(Data under study)
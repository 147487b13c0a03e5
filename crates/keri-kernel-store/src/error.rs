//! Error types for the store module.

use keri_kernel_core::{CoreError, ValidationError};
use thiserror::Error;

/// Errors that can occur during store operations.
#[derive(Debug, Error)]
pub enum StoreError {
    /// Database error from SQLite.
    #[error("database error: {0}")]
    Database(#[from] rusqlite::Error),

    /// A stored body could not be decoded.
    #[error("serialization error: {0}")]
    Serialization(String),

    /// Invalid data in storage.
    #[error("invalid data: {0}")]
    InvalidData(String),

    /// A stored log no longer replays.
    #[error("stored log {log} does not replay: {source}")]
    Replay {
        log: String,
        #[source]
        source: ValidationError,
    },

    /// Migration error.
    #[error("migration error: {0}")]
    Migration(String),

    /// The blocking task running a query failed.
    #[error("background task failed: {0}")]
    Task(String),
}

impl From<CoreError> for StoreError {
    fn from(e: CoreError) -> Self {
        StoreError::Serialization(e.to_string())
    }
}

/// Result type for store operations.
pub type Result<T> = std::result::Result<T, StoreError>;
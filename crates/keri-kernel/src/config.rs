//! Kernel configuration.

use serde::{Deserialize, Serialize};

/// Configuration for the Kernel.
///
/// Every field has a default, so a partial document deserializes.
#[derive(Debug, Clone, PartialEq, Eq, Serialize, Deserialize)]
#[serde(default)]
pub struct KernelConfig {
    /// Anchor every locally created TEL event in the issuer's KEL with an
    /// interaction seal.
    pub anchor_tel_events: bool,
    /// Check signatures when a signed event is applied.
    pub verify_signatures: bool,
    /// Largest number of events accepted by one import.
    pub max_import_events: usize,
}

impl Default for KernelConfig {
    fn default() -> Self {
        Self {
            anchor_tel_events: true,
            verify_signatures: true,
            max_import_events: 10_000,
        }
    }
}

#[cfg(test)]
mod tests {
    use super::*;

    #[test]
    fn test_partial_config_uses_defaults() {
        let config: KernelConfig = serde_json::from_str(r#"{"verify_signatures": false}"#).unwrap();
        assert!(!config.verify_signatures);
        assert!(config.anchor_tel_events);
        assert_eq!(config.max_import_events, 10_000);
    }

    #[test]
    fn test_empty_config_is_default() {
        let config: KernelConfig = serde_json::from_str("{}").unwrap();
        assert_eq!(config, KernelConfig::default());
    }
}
(End Data under study)
*Instructions for the task:*
Return the listing above word for word.

*Answer for the task:*
repository 147487b13c0a03e5
filename crates/keri-kernel-store/src/error.rs
//! Error types for the store module.

use keri_kernel_core::{CoreError, ValidationError};
use thiserror::Error;

/// Errors that can occur during store operations.
#[derive(Debug, Error)]
pub enum StoreError {
    /// Database error from SQLite.
    #[error("database error: {0}")]
    Database(#[from] rusqlite::Error),

    /// A stored body could not be decoded.
    #[error("serialization error: {0}")]
    Serialization(String),

    /// Invalid data in storage.
    #[error("invalid data: {0}")]
    InvalidData(String),

    /// A stored log no longer replays.
    #[error("stored log {log} does not replay: {source}")]
    Replay {
        log: String,
        #[source]
        source: ValidationError,
    },

    /// Migration error.
    #[error("migration error: {0}")]
    Migration(String),

    /// The blocking task running a query failed.
    #[error("background task failed: {0}")]
    Task(String),
}

impl From<CoreError> for StoreError {
    fn from(e: CoreError) -> Self {
        StoreError::Serialization(e.to_string())
    }
}

/// Result type for store operations.
pub type Result<T> = std::result::Result<T, StoreError>;
filename crates/keri-kernel/src/config.rs
//! Kernel configuration.

use serde::{Deserialize, Serialize};

/// Configuration for the Kernel.
///
/// Every field has a default, so a partial document deserializes.
#[derive(Debug, Clone, PartialEq, Eq, Serialize, Deserialize)]
#[serde(default)]
pub struct KernelConfig {
    /// Anchor every locally created TEL event in the issuer's KEL with an
    /// interaction seal.
    pub anchor_tel_events: bool,
    /// Check signatures when a signed event is applied.
    pub verify_signatures: bool,
    /// Largest number of events accepted by one import.
    pub max_import_events: usize,
}

impl Default for KernelConfig {
    fn default() -> Self {
        Self {
            anchor_tel_events: true,
            verify_signatures: true,
            max_import_events: 10_000,
        }
    }
}

#[cfg(test)]
mod tests {
    use super::*;

    #[test]
    fn test_partial_config_uses_defaults() {
        let config: KernelConfig = serde_json::from_str(r#"{"verify_signatures": false}"#).unwrap();
        assert!(!config.verify_signatures);
        assert!(config.anchor_tel_events);
        assert_eq!(config.max_import_events, 10_000);
    }

    #[test]
    fn test_empty_config_is_default() {
        let config: KernelConfig = serde_json::from_str("{}").unwrap();
        assert_eq!(config, KernelConfig::default());
    }
}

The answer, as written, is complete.